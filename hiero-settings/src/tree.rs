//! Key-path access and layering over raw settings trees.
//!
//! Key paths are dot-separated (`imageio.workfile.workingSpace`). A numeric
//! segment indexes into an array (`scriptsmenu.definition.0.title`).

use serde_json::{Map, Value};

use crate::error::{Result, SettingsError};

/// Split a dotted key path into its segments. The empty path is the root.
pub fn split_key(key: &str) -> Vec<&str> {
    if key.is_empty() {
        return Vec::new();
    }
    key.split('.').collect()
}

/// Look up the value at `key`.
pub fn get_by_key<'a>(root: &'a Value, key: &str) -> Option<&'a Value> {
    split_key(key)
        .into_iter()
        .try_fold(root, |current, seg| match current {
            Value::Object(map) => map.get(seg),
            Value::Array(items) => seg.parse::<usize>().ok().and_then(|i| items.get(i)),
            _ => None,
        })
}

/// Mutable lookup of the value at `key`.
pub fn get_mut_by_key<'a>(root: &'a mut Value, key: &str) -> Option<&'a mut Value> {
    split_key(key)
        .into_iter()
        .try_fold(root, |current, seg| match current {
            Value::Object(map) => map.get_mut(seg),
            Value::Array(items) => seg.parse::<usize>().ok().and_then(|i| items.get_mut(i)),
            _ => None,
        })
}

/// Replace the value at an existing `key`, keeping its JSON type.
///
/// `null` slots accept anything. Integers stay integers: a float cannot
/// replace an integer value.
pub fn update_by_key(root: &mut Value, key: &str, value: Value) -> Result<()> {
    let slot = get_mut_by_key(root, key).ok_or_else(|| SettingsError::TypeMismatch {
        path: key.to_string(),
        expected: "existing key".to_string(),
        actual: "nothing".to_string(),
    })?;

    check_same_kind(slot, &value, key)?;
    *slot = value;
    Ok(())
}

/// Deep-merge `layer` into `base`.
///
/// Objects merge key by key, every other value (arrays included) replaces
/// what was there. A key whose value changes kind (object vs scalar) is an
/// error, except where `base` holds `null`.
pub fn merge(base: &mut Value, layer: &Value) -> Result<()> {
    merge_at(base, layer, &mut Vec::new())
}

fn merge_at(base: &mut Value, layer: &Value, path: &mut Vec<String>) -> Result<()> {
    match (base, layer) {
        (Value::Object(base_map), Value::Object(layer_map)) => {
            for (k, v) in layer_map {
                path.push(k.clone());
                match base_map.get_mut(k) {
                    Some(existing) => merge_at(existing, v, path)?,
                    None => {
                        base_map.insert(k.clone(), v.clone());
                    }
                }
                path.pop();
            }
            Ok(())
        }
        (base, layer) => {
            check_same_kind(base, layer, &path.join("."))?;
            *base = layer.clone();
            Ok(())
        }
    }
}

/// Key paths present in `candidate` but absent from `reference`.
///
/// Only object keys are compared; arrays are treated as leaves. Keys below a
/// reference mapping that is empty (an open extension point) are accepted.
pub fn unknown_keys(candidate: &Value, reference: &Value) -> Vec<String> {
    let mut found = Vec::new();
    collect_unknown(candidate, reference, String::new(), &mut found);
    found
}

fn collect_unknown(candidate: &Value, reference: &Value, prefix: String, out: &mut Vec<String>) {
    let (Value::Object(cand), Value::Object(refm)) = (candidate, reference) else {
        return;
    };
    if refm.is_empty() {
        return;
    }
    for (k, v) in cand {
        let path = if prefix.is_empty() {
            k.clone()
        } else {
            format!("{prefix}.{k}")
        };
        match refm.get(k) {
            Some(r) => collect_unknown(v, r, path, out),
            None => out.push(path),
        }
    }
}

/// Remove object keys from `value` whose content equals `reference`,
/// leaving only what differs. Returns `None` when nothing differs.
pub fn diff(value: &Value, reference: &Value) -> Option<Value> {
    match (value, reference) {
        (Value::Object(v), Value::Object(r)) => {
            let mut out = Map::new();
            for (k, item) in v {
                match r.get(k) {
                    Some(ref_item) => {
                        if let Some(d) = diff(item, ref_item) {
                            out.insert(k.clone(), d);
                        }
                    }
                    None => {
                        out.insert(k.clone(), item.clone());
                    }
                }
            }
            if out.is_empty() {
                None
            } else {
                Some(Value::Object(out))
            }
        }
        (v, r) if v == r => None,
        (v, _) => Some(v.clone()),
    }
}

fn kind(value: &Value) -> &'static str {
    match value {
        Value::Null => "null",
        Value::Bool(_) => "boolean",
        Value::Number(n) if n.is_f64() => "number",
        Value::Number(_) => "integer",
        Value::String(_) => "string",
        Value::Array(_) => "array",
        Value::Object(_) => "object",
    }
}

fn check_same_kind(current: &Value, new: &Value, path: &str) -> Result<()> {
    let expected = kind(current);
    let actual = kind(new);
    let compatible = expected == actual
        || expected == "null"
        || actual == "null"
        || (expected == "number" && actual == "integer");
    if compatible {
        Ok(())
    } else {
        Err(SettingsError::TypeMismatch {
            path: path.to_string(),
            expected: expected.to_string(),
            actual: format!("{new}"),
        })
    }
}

§

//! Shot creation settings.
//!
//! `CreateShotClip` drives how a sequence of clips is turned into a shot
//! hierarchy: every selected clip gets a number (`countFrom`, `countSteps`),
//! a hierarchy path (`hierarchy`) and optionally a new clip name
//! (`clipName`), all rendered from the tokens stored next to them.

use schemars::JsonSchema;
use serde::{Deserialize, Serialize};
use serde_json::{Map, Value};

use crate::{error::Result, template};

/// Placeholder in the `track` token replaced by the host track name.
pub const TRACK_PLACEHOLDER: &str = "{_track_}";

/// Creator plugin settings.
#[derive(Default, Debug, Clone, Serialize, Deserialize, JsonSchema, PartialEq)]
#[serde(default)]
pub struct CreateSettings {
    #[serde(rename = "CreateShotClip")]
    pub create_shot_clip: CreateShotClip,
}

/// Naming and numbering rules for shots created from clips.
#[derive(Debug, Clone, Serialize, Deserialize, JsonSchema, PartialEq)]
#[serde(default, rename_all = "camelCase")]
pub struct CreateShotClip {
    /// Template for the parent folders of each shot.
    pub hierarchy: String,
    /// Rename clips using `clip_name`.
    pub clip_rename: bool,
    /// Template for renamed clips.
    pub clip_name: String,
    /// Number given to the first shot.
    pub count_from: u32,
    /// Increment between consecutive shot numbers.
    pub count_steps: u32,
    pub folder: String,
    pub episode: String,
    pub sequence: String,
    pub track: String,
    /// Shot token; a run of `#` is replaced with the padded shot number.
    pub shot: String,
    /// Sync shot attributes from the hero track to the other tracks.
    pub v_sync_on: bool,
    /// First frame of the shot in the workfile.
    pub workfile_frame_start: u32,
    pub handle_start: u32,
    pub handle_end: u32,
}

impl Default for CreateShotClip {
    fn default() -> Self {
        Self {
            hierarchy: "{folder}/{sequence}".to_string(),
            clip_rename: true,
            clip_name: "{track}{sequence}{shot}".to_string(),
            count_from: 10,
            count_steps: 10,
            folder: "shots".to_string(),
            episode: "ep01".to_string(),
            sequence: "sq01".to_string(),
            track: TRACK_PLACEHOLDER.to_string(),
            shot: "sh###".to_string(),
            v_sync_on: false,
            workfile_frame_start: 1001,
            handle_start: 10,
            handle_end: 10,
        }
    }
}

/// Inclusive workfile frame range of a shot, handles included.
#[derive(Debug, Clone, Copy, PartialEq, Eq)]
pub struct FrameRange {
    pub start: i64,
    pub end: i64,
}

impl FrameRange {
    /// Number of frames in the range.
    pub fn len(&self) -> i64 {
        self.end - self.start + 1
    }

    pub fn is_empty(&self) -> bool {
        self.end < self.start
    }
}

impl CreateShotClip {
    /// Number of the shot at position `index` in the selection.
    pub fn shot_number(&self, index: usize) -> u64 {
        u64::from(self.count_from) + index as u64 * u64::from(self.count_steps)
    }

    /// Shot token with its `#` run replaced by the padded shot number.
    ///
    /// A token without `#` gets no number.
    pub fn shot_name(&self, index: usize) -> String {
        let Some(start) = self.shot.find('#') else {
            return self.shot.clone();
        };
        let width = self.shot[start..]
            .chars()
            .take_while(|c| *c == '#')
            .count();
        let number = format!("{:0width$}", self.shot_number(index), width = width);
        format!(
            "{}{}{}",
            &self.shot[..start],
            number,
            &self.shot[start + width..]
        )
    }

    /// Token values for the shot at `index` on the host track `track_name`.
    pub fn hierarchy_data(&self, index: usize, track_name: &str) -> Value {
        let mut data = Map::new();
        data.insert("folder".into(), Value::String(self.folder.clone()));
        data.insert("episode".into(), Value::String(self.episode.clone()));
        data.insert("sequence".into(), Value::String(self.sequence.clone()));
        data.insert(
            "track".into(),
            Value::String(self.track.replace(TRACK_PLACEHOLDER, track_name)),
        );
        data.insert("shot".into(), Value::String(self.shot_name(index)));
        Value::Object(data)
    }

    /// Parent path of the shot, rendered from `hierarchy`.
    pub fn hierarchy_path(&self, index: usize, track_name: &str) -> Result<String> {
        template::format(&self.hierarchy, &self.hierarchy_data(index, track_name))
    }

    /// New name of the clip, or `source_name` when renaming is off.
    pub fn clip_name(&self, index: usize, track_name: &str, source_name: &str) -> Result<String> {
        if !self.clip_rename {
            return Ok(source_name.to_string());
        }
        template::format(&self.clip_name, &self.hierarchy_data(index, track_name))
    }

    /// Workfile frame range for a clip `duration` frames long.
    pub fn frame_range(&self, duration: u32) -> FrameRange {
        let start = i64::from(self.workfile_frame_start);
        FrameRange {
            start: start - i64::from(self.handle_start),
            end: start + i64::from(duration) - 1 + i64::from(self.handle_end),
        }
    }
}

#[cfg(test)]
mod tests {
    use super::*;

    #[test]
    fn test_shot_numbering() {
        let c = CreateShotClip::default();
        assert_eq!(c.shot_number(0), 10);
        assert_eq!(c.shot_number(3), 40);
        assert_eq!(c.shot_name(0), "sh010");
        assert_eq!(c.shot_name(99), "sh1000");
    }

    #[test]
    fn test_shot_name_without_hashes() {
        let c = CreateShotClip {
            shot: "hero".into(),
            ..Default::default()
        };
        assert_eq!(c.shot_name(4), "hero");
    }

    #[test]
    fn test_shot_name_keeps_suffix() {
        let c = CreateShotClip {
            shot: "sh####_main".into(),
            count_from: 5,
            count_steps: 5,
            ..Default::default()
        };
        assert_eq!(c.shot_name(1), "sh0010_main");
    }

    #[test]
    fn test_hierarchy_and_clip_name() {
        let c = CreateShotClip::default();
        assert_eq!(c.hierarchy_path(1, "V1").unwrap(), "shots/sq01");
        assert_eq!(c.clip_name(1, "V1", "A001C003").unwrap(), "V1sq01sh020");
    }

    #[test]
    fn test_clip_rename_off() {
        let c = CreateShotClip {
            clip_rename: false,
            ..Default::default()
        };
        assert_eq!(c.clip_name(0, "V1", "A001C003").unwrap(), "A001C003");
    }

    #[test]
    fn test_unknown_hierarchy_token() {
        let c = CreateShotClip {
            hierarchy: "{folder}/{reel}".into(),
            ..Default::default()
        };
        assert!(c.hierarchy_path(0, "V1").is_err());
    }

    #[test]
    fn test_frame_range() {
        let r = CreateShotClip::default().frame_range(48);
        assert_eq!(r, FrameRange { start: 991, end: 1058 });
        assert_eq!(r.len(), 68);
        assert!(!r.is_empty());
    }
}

§

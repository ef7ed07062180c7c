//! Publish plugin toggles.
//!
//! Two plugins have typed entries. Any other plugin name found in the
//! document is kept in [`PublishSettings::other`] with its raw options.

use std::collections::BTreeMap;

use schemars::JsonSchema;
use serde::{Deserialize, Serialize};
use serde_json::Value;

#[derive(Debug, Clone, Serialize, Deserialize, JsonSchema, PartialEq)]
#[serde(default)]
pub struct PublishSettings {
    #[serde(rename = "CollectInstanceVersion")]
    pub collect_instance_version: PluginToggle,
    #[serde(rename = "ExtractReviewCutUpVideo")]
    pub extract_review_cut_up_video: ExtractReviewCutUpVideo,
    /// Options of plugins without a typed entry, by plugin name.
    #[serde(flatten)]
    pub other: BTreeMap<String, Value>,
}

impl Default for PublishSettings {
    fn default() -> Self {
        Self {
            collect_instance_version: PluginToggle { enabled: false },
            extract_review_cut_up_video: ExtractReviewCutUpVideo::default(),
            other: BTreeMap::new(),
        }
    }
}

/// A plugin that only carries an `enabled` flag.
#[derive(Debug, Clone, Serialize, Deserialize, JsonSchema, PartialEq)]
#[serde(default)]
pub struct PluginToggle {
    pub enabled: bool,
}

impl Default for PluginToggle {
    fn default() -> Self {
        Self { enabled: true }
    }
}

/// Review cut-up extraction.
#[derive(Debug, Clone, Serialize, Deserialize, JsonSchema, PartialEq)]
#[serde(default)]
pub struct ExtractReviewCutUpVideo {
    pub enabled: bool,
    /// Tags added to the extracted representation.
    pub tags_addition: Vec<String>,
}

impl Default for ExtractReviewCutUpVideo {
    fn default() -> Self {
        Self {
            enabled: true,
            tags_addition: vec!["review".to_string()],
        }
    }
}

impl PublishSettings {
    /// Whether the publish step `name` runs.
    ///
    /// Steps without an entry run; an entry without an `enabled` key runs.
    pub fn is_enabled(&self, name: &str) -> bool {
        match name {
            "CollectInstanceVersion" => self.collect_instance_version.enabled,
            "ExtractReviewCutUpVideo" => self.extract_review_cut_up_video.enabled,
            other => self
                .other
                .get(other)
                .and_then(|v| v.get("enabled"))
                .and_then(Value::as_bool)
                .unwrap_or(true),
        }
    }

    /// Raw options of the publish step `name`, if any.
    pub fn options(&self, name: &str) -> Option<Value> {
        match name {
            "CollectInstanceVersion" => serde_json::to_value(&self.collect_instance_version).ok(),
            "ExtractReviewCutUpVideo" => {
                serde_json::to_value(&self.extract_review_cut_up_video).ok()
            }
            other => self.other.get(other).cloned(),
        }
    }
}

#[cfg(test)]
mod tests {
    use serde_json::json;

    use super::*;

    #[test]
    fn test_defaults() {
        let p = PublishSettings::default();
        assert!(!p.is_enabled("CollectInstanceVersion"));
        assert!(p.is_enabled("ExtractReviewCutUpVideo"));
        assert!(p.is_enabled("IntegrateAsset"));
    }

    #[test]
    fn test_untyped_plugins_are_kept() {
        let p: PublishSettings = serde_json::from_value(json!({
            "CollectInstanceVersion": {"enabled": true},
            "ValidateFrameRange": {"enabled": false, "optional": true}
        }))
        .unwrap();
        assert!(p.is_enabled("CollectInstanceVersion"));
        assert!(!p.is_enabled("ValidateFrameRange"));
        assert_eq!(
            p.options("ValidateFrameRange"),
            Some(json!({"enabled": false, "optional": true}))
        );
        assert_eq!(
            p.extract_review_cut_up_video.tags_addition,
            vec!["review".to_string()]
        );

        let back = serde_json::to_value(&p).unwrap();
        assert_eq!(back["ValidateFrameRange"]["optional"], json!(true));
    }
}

§

## What you should do
Figure out how many lines of the material include "crate", then reply with the count alone.

## Solution for this problem
2